# The data:

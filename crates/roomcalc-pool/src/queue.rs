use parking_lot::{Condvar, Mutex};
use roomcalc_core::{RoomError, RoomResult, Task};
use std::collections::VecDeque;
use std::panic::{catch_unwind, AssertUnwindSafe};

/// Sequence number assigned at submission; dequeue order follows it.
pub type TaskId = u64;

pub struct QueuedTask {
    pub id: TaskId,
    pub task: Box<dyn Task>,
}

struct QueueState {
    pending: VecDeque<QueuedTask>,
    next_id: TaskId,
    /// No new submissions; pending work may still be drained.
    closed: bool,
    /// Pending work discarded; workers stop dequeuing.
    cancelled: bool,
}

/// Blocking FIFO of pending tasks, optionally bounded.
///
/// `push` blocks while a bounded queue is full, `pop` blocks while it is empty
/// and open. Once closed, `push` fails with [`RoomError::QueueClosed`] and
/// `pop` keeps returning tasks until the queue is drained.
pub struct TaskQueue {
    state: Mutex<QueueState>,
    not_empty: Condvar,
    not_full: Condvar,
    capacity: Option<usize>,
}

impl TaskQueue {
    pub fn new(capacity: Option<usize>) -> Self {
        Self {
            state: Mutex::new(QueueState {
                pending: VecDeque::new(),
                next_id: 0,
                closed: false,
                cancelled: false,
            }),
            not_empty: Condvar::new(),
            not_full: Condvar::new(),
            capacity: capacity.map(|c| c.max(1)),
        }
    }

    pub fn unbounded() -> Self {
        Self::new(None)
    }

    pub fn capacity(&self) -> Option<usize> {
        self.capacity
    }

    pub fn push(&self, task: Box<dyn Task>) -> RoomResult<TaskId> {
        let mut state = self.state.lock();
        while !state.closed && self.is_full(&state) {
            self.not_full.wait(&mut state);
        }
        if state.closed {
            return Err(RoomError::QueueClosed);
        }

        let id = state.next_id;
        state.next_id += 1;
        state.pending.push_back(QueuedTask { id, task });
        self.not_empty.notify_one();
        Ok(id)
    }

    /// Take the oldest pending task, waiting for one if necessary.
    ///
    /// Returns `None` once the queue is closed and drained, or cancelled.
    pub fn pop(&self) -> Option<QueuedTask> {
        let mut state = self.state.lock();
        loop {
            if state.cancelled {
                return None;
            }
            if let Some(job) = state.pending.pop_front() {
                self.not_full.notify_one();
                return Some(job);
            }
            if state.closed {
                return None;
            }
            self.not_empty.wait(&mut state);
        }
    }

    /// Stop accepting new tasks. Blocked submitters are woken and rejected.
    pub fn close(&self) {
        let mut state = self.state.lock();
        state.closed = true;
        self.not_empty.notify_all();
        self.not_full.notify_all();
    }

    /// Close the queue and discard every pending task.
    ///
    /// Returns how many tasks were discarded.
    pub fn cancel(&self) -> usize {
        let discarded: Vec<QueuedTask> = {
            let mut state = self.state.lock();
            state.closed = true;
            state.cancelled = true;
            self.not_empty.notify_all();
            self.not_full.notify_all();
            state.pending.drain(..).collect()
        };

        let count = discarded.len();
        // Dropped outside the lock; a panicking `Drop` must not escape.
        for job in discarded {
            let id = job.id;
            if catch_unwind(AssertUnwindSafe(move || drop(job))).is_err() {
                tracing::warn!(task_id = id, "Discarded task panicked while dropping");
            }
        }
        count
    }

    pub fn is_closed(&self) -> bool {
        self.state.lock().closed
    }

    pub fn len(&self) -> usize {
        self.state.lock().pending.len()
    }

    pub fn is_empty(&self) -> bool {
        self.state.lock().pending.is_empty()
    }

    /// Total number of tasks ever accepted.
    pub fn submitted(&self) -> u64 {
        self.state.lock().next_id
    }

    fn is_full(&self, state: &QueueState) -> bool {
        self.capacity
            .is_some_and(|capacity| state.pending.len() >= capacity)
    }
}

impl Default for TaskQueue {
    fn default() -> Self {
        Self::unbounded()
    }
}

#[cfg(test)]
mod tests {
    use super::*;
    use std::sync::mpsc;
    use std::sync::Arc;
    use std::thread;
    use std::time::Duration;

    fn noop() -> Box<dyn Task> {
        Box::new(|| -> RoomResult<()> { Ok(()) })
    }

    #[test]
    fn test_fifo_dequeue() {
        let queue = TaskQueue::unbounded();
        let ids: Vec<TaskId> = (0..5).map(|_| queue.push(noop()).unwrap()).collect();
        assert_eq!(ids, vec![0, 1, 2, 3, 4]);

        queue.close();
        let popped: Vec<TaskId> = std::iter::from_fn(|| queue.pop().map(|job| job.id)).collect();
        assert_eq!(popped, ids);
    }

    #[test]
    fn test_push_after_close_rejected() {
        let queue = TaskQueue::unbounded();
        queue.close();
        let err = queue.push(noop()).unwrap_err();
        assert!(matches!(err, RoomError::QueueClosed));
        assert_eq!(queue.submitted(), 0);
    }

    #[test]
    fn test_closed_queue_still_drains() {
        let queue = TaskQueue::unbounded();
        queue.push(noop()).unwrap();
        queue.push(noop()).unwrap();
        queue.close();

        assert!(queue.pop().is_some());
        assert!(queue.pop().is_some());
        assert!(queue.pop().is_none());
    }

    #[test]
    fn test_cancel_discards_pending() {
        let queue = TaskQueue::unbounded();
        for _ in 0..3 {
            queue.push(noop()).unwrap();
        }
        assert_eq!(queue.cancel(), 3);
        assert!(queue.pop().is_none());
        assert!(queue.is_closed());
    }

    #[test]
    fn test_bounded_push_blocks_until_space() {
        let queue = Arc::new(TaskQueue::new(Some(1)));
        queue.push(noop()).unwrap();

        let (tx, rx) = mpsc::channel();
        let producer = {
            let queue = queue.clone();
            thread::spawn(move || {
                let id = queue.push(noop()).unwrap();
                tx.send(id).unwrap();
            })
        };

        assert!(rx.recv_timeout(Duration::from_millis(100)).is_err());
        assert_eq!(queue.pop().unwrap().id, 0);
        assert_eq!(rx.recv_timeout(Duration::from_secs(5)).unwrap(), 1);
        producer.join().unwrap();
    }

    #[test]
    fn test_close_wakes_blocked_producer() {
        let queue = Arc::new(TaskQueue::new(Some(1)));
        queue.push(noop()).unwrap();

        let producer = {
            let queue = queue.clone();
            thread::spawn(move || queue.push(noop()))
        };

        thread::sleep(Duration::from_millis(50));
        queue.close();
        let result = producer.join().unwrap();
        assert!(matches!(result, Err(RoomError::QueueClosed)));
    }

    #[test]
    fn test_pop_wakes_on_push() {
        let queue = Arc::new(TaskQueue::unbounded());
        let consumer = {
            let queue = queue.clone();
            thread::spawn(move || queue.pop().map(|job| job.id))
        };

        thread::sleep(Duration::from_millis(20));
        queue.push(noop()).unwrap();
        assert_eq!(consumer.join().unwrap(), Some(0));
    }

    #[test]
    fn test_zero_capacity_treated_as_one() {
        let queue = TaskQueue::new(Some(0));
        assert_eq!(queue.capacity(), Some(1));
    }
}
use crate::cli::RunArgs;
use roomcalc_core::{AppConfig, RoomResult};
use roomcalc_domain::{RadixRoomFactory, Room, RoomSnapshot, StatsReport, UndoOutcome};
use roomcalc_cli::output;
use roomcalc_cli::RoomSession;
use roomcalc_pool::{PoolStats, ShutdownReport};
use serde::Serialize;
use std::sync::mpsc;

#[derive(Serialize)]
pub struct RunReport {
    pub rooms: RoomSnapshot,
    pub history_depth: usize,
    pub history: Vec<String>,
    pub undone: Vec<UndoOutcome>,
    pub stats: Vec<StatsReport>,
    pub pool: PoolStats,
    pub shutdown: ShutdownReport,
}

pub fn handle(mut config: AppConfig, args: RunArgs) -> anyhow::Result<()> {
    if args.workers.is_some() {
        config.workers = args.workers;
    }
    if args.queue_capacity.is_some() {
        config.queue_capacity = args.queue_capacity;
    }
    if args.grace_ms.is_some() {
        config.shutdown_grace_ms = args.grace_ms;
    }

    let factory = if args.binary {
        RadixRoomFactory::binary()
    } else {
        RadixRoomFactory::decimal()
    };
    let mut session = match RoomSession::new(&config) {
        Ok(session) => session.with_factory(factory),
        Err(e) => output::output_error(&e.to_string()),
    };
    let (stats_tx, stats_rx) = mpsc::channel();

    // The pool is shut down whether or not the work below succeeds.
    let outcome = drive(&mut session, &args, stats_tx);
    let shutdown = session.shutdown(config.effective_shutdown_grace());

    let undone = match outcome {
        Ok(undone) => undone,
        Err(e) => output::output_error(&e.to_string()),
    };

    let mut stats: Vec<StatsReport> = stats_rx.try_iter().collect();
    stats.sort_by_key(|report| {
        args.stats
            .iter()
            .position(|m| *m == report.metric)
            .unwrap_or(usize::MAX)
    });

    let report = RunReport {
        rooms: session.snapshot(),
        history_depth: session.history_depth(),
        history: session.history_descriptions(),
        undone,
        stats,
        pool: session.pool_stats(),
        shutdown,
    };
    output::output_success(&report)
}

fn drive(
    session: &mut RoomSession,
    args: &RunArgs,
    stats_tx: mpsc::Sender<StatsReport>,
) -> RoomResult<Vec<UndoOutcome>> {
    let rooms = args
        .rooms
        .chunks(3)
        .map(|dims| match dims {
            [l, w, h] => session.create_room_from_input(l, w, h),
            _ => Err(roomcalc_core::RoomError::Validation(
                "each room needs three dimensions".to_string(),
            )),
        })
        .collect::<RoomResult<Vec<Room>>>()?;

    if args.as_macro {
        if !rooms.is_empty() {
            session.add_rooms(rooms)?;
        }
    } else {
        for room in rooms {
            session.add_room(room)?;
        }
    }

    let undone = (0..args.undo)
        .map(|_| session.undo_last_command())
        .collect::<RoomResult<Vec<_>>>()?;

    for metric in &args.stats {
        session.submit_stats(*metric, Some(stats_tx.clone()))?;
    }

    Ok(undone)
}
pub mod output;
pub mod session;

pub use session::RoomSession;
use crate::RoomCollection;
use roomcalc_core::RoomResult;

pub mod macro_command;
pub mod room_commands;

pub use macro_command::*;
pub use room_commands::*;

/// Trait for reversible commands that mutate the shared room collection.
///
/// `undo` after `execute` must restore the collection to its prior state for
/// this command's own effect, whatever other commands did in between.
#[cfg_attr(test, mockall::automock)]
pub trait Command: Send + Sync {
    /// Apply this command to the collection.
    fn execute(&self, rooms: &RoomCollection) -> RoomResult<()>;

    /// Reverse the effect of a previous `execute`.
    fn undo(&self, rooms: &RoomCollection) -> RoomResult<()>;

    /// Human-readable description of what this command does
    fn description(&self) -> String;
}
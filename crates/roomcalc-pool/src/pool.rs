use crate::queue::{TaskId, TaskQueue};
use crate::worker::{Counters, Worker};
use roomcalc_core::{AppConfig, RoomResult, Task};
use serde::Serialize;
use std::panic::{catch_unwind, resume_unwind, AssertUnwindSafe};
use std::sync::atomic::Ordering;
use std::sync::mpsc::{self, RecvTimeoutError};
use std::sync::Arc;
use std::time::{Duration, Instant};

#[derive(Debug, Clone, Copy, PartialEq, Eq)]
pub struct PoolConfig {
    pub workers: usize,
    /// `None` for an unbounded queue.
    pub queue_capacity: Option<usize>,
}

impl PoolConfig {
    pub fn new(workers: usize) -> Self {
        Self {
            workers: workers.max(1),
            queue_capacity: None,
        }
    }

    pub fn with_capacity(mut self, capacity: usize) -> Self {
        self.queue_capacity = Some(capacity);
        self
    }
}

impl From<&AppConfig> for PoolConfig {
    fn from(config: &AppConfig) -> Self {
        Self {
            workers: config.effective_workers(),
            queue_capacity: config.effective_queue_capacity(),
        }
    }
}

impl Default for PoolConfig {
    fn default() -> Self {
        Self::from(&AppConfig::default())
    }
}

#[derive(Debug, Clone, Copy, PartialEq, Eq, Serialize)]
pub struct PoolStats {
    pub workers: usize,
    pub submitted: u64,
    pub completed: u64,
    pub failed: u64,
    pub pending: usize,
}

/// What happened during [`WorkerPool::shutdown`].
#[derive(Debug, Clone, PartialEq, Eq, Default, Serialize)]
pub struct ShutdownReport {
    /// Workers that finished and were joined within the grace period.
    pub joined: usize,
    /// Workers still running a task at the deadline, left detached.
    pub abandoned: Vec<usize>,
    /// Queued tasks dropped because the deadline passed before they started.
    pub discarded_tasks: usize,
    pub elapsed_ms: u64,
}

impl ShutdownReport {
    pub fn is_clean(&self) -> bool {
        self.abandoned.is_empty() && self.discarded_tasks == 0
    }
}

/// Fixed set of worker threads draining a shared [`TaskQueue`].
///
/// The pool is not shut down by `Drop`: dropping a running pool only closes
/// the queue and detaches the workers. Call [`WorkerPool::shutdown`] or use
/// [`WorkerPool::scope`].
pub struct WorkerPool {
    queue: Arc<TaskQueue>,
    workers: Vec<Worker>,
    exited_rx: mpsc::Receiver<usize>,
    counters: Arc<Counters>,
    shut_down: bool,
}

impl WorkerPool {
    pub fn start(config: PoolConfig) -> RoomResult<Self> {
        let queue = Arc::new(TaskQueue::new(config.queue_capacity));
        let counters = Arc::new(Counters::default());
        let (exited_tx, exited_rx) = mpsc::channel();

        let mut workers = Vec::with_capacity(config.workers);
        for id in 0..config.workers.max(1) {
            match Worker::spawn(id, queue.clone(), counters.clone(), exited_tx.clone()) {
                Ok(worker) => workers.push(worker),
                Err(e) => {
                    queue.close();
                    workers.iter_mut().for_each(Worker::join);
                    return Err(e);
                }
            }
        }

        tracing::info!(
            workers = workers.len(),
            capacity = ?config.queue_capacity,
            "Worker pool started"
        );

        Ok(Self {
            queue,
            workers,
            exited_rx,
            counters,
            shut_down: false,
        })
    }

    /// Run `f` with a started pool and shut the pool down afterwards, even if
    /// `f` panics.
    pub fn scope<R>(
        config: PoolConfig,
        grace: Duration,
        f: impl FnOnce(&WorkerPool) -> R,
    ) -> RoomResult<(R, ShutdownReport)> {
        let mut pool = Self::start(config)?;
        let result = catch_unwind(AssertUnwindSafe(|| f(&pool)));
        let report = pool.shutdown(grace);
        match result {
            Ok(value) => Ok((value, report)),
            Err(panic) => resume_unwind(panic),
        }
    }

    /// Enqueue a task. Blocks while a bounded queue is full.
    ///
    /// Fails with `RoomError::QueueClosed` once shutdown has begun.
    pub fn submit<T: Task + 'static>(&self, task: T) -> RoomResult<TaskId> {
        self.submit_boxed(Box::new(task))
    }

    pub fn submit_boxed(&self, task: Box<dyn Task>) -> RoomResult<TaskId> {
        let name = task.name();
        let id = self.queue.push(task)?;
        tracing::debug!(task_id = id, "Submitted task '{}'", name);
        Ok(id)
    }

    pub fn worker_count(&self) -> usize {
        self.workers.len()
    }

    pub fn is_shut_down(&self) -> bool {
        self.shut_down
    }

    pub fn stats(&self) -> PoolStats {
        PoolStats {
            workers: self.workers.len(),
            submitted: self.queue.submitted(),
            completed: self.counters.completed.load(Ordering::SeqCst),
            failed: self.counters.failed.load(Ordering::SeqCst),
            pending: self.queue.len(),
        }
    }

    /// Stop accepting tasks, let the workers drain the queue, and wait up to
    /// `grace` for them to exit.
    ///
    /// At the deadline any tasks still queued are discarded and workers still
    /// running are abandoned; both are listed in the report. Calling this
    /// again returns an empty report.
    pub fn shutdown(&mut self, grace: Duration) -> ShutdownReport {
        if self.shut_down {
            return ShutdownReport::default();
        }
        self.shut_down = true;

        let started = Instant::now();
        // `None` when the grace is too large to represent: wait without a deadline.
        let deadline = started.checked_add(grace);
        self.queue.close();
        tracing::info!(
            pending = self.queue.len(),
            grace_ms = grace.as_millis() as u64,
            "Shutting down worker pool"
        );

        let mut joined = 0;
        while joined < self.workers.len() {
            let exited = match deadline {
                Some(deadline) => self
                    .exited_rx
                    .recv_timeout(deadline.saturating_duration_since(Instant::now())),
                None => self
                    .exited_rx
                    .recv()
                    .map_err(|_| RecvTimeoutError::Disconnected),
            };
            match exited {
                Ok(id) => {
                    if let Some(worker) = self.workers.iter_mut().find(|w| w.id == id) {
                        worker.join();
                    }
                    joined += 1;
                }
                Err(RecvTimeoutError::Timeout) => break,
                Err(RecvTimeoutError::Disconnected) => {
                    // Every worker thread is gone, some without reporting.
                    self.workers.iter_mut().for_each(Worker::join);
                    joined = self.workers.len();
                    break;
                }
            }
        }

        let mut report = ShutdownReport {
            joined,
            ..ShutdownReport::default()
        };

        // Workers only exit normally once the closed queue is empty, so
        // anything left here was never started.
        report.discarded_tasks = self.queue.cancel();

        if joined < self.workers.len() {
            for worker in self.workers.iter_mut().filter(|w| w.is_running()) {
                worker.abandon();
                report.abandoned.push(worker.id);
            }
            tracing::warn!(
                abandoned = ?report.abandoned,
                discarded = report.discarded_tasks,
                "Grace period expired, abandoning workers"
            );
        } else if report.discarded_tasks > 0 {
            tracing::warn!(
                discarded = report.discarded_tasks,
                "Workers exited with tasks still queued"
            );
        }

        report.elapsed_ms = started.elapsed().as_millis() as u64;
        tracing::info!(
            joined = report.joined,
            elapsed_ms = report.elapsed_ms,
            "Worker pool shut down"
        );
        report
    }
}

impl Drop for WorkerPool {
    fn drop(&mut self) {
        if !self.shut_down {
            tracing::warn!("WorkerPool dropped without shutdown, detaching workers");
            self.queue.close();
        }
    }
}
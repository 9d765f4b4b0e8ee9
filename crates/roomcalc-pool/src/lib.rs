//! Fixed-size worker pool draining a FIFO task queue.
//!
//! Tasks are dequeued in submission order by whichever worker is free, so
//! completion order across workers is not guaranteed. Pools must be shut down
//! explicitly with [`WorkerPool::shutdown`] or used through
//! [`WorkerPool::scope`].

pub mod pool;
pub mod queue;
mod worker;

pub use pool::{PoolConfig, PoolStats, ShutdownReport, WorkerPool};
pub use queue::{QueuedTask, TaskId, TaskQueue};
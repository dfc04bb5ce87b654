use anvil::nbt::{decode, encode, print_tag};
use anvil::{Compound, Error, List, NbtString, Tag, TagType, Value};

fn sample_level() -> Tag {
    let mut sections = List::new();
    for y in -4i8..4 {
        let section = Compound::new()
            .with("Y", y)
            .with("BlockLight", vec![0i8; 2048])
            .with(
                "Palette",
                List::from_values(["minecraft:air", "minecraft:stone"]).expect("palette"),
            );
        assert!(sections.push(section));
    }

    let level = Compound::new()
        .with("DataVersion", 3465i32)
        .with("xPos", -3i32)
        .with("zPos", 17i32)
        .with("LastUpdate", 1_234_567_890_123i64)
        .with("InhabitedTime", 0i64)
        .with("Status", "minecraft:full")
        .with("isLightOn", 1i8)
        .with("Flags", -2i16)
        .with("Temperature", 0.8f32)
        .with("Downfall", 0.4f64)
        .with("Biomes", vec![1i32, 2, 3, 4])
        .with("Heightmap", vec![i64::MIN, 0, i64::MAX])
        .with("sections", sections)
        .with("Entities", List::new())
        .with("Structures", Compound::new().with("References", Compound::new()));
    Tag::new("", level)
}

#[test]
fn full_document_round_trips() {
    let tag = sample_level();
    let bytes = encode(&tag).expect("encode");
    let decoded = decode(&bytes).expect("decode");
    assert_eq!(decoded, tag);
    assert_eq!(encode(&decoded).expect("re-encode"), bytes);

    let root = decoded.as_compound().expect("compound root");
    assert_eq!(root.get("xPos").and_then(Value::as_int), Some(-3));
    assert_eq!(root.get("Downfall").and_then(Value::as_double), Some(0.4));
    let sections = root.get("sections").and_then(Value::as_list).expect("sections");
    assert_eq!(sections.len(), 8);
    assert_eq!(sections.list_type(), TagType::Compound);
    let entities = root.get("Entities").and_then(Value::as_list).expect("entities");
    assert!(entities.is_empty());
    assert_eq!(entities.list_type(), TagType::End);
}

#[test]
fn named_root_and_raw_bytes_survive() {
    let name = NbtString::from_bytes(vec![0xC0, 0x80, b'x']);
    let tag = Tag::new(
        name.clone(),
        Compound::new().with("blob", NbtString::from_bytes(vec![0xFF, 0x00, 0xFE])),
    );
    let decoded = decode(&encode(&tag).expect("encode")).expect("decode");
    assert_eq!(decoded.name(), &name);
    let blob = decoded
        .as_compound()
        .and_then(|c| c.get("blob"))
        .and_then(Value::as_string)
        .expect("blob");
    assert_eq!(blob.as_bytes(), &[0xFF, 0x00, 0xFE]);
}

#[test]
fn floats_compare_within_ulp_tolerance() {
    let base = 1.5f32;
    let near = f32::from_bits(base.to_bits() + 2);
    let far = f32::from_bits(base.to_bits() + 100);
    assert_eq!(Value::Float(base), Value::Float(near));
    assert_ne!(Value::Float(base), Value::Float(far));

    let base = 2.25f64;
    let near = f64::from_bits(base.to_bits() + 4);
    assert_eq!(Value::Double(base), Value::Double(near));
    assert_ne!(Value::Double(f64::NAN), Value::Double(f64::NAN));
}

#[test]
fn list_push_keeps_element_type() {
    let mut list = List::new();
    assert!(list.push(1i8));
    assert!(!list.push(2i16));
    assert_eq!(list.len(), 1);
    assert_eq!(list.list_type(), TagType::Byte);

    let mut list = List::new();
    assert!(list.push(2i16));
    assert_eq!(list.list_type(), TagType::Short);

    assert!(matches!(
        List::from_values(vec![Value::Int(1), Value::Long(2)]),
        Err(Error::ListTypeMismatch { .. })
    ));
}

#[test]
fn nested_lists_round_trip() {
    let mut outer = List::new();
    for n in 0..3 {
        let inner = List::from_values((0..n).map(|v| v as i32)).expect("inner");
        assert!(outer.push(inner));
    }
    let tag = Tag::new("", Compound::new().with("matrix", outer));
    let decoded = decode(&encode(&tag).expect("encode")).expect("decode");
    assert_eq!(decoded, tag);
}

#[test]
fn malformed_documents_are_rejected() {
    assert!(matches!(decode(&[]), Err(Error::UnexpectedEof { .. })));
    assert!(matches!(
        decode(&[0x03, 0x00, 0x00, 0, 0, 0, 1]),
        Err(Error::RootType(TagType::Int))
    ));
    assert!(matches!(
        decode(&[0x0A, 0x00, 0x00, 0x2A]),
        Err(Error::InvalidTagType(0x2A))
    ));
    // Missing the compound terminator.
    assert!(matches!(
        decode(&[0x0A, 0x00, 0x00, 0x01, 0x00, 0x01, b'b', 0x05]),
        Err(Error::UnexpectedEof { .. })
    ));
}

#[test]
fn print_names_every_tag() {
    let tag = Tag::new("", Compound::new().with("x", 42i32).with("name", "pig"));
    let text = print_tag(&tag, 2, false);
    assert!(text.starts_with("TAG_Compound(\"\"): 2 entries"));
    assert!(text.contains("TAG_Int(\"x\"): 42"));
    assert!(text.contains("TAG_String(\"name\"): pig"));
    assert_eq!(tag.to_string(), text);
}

# Work instruction:
The answer is each line in which the word "joined" occurs, copied from the material above.

# Written response:
    /// Workers that finished and were joined within the grace period.
    pub joined: usize,
        let mut joined = 0;
        while joined < self.workers.len() {
                    joined += 1;
                    joined = self.workers.len();
            joined,
        if joined < self.workers.len() {
            joined = report.joined,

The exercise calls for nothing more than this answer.